Direito e violência de Estado
Docente associado: Maira Rocha Machado e Maria Cecília de Araújo Asperti
Descrição: A violência perpetrada por agentes do Estado é um dos principais problemas que constrangem a realização do Estado Democrático de Direito. Este projeto investiga as múltiplas formas de produção, registro e ocultação de violências pelas instituições do Estado, com especial atenção para a interseccionalidade de questões econômico-sociais como gênero, raça e classe. Atento às dimensões teóricas, normativas, institucionais e espaciais do fenômeno este projeto se desdobra e concretiza em pesquisas empíricas em Direito baseadas em análise documental e entrevistas com pessoas atingidas pela violência de Estado, dentro e fora das instituições. Também analisa os obstáculos enfrentados para o acesso à Justiça de vítimas de violência de Estado na busca pela reparação e pelo resguardo da memória, em linha com a garantia de não repetição. Os tópicos aglutinadores dessas pesquisas são (i) o Massacre do Carandiru e os debates sobre o território da antiga Casa de Detenção e sobre as pessoas sobreviventes; (ii) a letalidade prisional e as questões de Direito e de saúde nas práticas judiciárias e administrativas no cumprimento de pena; (iii) litígios individuais e coletivos voltados à reparação e à mudanças estruturais ligados à violência de Estado; e (iv) as questões dogmáticas, políticas e humanas sobre a formação e a disputa atual do aparato normativo brasileiro contemporâneo, em especial do Código Penal, do Código de Processo Penal, da Lei de Execução Penal e sua interação com direitos humanos e fundamentais, compreendidos como essenciais as capacidades humanas e autonomia dos indivíduos, necessárias ao desenvolvimento democrático e social.
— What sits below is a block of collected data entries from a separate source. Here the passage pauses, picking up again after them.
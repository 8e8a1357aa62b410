//! Candidate derivation and the verdict state machine.
//!
//! A candidate λ(m,n) = 4·m²·5ⁿ − 1 is classified by one capped walk of the
//! √5 endomorphism:
//!
//! 1. cap exhausted without the zero class → **Not prime**;
//! 2. zero class reached and a pre-collapse coordinate shares a factor with
//!    λ → **Not prime** with that divisor;
//! 3. zero class reached at step r with r strictly above the analytic bound
//!    → **Prime**;
//! 4. zero class reached at or below the bound with only trivial gcds →
//!    **Indeterminate**, reporting r and the step count a prime would have
//!    needed.
//!
//! The divisor check runs on every zero-class hit. For a genuinely prime λ
//! every coordinate gcd is 1 or λ itself, so the check can never demote a
//! prime; for composites it turns both early and late collapses into a
//! constructive verdict whenever a coordinate happens to share a factor.
//! A step count exactly equal to an integral bound stays on the
//! Indeterminate side: only strict `r > bound` proves primality.

use std::fmt;

use anyhow::{ensure, Result};
use rug::ops::Pow;
use rug::Integer;
use tracing::debug;

use crate::engine::{self, IterationOutcome};
use crate::params::ParamSet;
use crate::surface::{Endomorphism, Point};
use crate::{bound, divisor};

/// The candidate under test: λ(m,n) = 4·m²·5ⁿ − 1.
///
/// Recomputed on demand, never stored.
pub fn lambda_mn(m: u32, n: u32) -> Integer {
    Integer::from(m).square() * 4u32 * Integer::from(5u32).pow(n) - 1u32
}

/// Classification result. Ordinary values, never error signals.
#[derive(Debug, Clone, PartialEq, Eq)]
pub enum Verdict {
    Prime,
    /// Composite; `divisor` carries a witness when one of the pre-collapse
    /// gcds exhibited a proper factor of λ.
    Composite { divisor: Option<Integer> },
    /// Zero class arrived too early with nothing to show for it: `steps` is
    /// the observed index, `needed` the smallest count that would have
    /// cleared the bound.
    Indeterminate { steps: u64, needed: u64 },
}

impl fmt::Display for Verdict {
    fn fmt(&self, f: &mut fmt::Formatter<'_>) -> fmt::Result {
        match self {
            Verdict::Prime => write!(f, "Prime"),
            Verdict::Composite { divisor: None } => write!(f, "Not prime"),
            Verdict::Composite { divisor: Some(d) } => {
                write!(f, "Not prime, found divisor {d}")
            }
            Verdict::Indeterminate { steps, needed } => write!(
                f,
                "Indeterminate, finished after {steps} steps (needed at least {needed} steps)"
            ),
        }
    }
}

/// Classify an arbitrary positive modulus with an explicit map, start point
/// and step cap. Pure; shared read-only inputs make concurrent calls safe.
pub fn classify(
    map: &Endomorphism,
    start: &Point,
    lambda: &Integer,
    max_steps: u64,
) -> Verdict {
    match engine::iterate(map, start, lambda, max_steps) {
        IterationOutcome::CapExhausted => Verdict::Composite { divisor: None },
        IterationOutcome::ZeroClass { steps, prev } => {
            if let Some(d) = divisor::extract_divisor(&prev, lambda) {
                return Verdict::Composite { divisor: Some(d) };
            }
            let b = bound::zero_step_bound(lambda);
            debug!(steps, bound = b, "zero class with trivial gcds");
            if steps as f64 > b {
                Verdict::Prime
            } else {
                Verdict::Indeterminate {
                    steps,
                    needed: bound::steps_needed(lambda),
                }
            }
        }
    }
}

/// Classify λ(m,n) for the curve data in `set`. The cap is 2n+1
/// applications, so a detected step index always lies in [0, 2n].
pub fn test_primality(n: u32, set: &ParamSet) -> Result<Verdict> {
    ensure!(n >= 1, "n must be at least 1 (got {n})");
    let lambda = lambda_mn(set.m, n);
    let max_steps = 2 * u64::from(n) + 1;
    Ok(classify(&set.map, &set.start, &lambda, max_steps))
}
Críticas 2.0: (re)contextualizações a partir do Brasil
Docente associado: Michelle Ratton Sanchez Badin
Descrição: Desenvolvido no âmbito do Núcleo de Direito Global e Desenvolvimento (NDGD) em parceria com a UFRGS e o IRI-USP, o projeto parte da premissa segundo a qual o Direito internacional foi equivocadamente lido no tempo como um instrumento teórico e prático universal alheio a diversas tradições jurídicas. Nesse sentido, é importante compreender como diferentes tradições jurídicas trabalham e conceituam o campo - a começar pela tradição jurídica brasileira. Nessa segunda fase, o projeto de pesquisa pretende analisar como o Direito internacional é construído no Brasil, a partir de compreensão de quem o produz e quem o utiliza. Novamente, as teorias críticas com aporte para o Direito internacional e a profissionalização da carreira jurídica são bases centrais para conceituação do projeto. Este projeto se encontra em diálogo com as duas linhas de pesquisa do Programa de Mestrado e Doutorado Acadêmicos em Direito e Desenvolvimento no âmbito da FGV Direito SP, na medida em que além da base teórica procura compreender a profissionalização do Direito internacional, nos campos da política pública e do âmbito privado dos negócios.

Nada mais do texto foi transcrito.